> _Aim of the exercise_
The answer should contain all of the data, retyped without any alteration.

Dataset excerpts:

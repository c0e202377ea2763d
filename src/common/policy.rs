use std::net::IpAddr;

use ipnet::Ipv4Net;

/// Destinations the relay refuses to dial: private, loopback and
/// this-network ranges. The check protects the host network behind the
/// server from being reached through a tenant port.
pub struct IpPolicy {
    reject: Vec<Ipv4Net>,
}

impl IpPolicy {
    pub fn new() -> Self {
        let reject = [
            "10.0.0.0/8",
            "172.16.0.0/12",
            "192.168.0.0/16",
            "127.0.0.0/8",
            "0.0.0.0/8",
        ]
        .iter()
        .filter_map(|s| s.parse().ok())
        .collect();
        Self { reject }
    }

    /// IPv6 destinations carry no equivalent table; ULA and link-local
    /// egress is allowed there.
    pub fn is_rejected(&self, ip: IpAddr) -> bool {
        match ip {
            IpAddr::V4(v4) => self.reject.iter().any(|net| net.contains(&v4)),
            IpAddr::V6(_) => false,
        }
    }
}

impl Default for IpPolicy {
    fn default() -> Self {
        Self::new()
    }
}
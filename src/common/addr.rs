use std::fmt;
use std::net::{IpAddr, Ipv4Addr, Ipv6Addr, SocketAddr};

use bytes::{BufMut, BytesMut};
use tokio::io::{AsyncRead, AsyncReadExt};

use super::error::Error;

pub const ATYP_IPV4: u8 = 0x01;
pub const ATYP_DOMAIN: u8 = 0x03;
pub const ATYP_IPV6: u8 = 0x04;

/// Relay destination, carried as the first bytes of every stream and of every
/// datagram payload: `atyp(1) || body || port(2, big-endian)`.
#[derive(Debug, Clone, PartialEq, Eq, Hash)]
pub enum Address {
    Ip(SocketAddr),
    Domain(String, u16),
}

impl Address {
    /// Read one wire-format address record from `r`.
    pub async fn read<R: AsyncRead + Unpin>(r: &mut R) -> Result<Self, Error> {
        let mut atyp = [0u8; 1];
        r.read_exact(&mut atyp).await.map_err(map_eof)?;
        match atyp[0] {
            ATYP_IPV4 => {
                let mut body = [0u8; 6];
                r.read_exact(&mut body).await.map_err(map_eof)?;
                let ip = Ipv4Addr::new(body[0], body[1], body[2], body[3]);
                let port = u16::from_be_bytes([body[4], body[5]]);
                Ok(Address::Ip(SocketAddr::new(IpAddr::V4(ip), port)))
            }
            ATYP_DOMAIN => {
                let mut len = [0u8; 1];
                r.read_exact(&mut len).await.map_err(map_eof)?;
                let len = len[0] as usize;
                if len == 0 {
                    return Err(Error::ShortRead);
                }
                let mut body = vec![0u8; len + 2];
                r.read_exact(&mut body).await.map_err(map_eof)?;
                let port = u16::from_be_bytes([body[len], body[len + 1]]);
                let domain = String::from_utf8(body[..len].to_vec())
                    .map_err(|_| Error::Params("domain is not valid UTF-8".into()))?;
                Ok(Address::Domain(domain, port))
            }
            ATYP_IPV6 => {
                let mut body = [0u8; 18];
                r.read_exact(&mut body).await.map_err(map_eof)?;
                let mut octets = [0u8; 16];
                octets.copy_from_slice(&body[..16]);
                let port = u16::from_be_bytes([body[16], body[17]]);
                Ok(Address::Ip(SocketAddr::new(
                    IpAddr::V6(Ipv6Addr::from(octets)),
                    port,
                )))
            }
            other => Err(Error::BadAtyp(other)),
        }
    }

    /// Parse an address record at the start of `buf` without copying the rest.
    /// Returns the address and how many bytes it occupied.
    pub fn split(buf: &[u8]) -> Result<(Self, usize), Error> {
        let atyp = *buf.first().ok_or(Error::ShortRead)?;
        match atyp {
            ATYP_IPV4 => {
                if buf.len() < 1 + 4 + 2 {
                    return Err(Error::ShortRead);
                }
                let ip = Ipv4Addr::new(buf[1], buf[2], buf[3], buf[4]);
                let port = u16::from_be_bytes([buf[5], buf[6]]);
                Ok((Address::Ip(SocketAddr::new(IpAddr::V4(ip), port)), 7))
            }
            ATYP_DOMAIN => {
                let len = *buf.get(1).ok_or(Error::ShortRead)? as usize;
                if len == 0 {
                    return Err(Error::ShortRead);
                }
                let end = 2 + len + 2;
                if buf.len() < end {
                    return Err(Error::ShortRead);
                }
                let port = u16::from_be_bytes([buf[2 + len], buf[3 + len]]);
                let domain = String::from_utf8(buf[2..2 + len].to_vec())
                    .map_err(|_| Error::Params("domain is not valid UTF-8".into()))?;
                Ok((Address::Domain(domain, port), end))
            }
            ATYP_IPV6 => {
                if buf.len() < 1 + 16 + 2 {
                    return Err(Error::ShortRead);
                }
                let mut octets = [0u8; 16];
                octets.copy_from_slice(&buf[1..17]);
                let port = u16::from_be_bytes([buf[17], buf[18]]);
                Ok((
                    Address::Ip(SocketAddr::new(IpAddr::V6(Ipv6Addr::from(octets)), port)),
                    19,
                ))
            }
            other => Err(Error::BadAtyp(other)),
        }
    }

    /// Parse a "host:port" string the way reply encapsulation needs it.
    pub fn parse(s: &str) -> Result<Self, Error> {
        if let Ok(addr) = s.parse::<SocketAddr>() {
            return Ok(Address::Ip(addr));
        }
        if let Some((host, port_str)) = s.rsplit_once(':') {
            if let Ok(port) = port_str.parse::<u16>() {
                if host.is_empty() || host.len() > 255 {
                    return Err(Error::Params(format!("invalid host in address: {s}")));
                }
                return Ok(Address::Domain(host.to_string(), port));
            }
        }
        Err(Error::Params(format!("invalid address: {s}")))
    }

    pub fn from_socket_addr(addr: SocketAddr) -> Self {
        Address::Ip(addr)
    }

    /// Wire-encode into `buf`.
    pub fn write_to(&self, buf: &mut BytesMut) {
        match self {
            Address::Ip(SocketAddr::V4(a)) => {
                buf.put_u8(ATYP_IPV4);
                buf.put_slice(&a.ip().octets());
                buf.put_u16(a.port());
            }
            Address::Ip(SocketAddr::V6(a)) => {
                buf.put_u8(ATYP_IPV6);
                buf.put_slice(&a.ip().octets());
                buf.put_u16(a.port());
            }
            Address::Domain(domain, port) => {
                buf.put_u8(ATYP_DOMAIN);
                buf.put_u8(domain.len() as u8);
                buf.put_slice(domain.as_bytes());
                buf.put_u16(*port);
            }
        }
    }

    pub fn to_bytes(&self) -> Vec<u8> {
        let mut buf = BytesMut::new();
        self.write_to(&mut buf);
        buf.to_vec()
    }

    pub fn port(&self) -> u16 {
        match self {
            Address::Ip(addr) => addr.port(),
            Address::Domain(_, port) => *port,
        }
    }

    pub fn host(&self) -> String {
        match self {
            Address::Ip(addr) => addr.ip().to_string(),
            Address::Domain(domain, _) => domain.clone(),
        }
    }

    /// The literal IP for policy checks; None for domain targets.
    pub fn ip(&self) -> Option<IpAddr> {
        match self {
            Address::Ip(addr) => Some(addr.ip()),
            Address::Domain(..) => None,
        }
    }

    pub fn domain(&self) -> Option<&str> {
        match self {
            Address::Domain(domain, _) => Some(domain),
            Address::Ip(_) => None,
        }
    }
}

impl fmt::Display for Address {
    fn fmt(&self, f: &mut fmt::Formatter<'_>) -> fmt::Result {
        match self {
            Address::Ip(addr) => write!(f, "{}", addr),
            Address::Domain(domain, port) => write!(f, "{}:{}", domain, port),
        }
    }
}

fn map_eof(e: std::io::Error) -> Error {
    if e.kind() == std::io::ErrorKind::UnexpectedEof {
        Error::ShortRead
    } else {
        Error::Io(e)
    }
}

> _Task solution_
repository c0e202377ea2763d
filename src/common/policy.rs
use std::net::IpAddr;

use ipnet::Ipv4Net;

/// Destinations the relay refuses to dial: private, loopback and
/// this-network ranges. The check protects the host network behind the
/// server from being reached through a tenant port.
pub struct IpPolicy {
    reject: Vec<Ipv4Net>,
}

impl IpPolicy {
    pub fn new() -> Self {
        let reject = [
            "10.0.0.0/8",
            "172.16.0.0/12",
            "192.168.0.0/16",
            "127.0.0.0/8",
            "0.0.0.0/8",
        ]
        .iter()
        .filter_map(|s| s.parse().ok())
        .collect();
        Self { reject }
    }

    /// IPv6 destinations carry no equivalent table; ULA and link-local
    /// egress is allowed there.
    pub fn is_rejected(&self, ip: IpAddr) -> bool {
        match ip {
            IpAddr::V4(v4) => self.reject.iter().any(|net| net.contains(&v4)),
            IpAddr::V6(_) => false,
        }
    }
}

impl Default for IpPolicy {
    fn default() -> Self {
        Self::new()
    }
}
filename src/common/addr.rs
use std::fmt;
use std::net::{IpAddr, Ipv4Addr, Ipv6Addr, SocketAddr};

use bytes::{BufMut, BytesMut};
use tokio::io::{AsyncRead, AsyncReadExt};

use super::error::Error;

pub const ATYP_IPV4: u8 = 0x01;
pub const ATYP_DOMAIN: u8 = 0x03;
pub const ATYP_IPV6: u8 = 0x04;

/// Relay destination, carried as the first bytes of every stream and of every
/// datagram payload: `atyp(1) || body || port(2, big-endian)`.
#[derive(Debug, Clone, PartialEq, Eq, Hash)]
pub enum Address {
    Ip(SocketAddr),
    Domain(String, u16),
}

impl Address {
    /// Read one wire-format address record from `r`.
    pub async fn read<R: AsyncRead + Unpin>(r: &mut R) -> Result<Self, Error> {
        let mut atyp = [0u8; 1];
        r.read_exact(&mut atyp).await.map_err(map_eof)?;
        match atyp[0] {
            ATYP_IPV4 => {
                let mut body = [0u8; 6];
                r.read_exact(&mut body).await.map_err(map_eof)?;
                let ip = Ipv4Addr::new(body[0], body[1], body[2], body[3]);
                let port = u16::from_be_bytes([body[4], body[5]]);
                Ok(Address::Ip(SocketAddr::new(IpAddr::V4(ip), port)))
            }
            ATYP_DOMAIN => {
                let mut len = [0u8; 1];
                r.read_exact(&mut len).await.map_err(map_eof)?;
                let len = len[0] as usize;
                if len == 0 {
                    return Err(Error::ShortRead);
                }
                let mut body = vec![0u8; len + 2];
                r.read_exact(&mut body).await.map_err(map_eof)?;
                let port = u16::from_be_bytes([body[len], body[len + 1]]);
                let domain = String::from_utf8(body[..len].to_vec())
                    .map_err(|_| Error::Params("domain is not valid UTF-8".into()))?;
                Ok(Address::Domain(domain, port))
            }
            ATYP_IPV6 => {
                let mut body = [0u8; 18];
                r.read_exact(&mut body).await.map_err(map_eof)?;
                let mut octets = [0u8; 16];
                octets.copy_from_slice(&body[..16]);
                let port = u16::from_be_bytes([body[16], body[17]]);
                Ok(Address::Ip(SocketAddr::new(
                    IpAddr::V6(Ipv6Addr::from(octets)),
                    port,
                )))
            }
            other => Err(Error::BadAtyp(other)),
        }
    }

    /// Parse an address record at the start of `buf` without copying the rest.
    /// Returns the address and how many bytes it occupied.
    pub fn split(buf: &[u8]) -> Result<(Self, usize), Error> {
        let atyp = *buf.first().ok_or(Error::ShortRead)?;
        match atyp {
            ATYP_IPV4 => {
                if buf.len() < 1 + 4 + 2 {
                    return Err(Error::ShortRead);
                }
                let ip = Ipv4Addr::new(buf[1], buf[2], buf[3], buf[4]);
                let port = u16::from_be_bytes([buf[5], buf[6]]);
                Ok((Address::Ip(SocketAddr::new(IpAddr::V4(ip), port)), 7))
            }
            ATYP_DOMAIN => {
                let len = *buf.get(1).ok_or(Error::ShortRead)? as usize;
                if len == 0 {
                    return Err(Error::ShortRead);
                }
                let end = 2 + len + 2;
                if buf.len() < end {
                    return Err(Error::ShortRead);
                }
                let port = u16::from_be_bytes([buf[2 + len], buf[3 + len]]);
                let domain = String::from_utf8(buf[2..2 + len].to_vec())
                    .map_err(|_| Error::Params("domain is not valid UTF-8".into()))?;
                Ok((Address::Domain(domain, port), end))
            }
            ATYP_IPV6 => {
                if buf.len() < 1 + 16 + 2 {
                    return Err(Error::ShortRead);
                }
                let mut octets = [0u8; 16];
                octets.copy_from_slice(&buf[1..17]);
                let port = u16::from_be_bytes([buf[17], buf[18]]);
                Ok((
                    Address::Ip(SocketAddr::new(IpAddr::V6(Ipv6Addr::from(octets)), port)),
                    19,
                ))
            }
            other => Err(Error::BadAtyp(other)),
        }
    }

    /// Parse a "host:port" string the way reply encapsulation needs it.
    pub fn parse(s: &str) -> Result<Self, Error> {
        if let Ok(addr) = s.parse::<SocketAddr>() {
            return Ok(Address::Ip(addr));
        }
        if let Some((host, port_str)) = s.rsplit_once(':') {
            if let Ok(port) = port_str.parse::<u16>() {
                if host.is_empty() || host.len() > 255 {
                    return Err(Error::Params(format!("invalid host in address: {s}")));
                }
                return Ok(Address::Domain(host.to_string(), port));
            }
        }
        Err(Error::Params(format!("invalid address: {s}")))
    }

    pub fn from_socket_addr(addr: SocketAddr) -> Self {
        Address::Ip(addr)
    }

    /// Wire-encode into `buf`.
    pub fn write_to(&self, buf: &mut BytesMut) {
        match self {
            Address::Ip(SocketAddr::V4(a)) => {
                buf.put_u8(ATYP_IPV4);
                buf.put_slice(&a.ip().octets());
                buf.put_u16(a.port());
            }
            Address::Ip(SocketAddr::V6(a)) => {
                buf.put_u8(ATYP_IPV6);
                buf.put_slice(&a.ip().octets());
                buf.put_u16(a.port());
            }
            Address::Domain(domain, port) => {
                buf.put_u8(ATYP_DOMAIN);
                buf.put_u8(domain.len() as u8);
                buf.put_slice(domain.as_bytes());
                buf.put_u16(*port);
            }
        }
    }

    pub fn to_bytes(&self) -> Vec<u8> {
        let mut buf = BytesMut::new();
        self.write_to(&mut buf);
        buf.to_vec()
    }

    pub fn port(&self) -> u16 {
        match self {
            Address::Ip(addr) => addr.port(),
            Address::Domain(_, port) => *port,
        }
    }

    pub fn host(&self) -> String {
        match self {
            Address::Ip(addr) => addr.ip().to_string(),
            Address::Domain(domain, _) => domain.clone(),
        }
    }

    /// The literal IP for policy checks; None for domain targets.
    pub fn ip(&self) -> Option<IpAddr> {
        match self {
            Address::Ip(addr) => Some(addr.ip()),
            Address::Domain(..) => None,
        }
    }

    pub fn domain(&self) -> Option<&str> {
        match self {
            Address::Domain(domain, _) => Some(domain),
            Address::Ip(_) => None,
        }
    }
}

impl fmt::Display for Address {
    fn fmt(&self, f: &mut fmt::Formatter<'_>) -> fmt::Result {
        match self {
            Address::Ip(addr) => write!(f, "{}", addr),
            Address::Domain(domain, port) => write!(f, "{}:{}", domain, port),
        }
    }
}

fn map_eof(e: std::io::Error) -> Error {
    if e.kind() == std::io::ErrorKind::UnexpectedEof {
        Error::ShortRead
    } else {
        Error::Io(e)
    }
}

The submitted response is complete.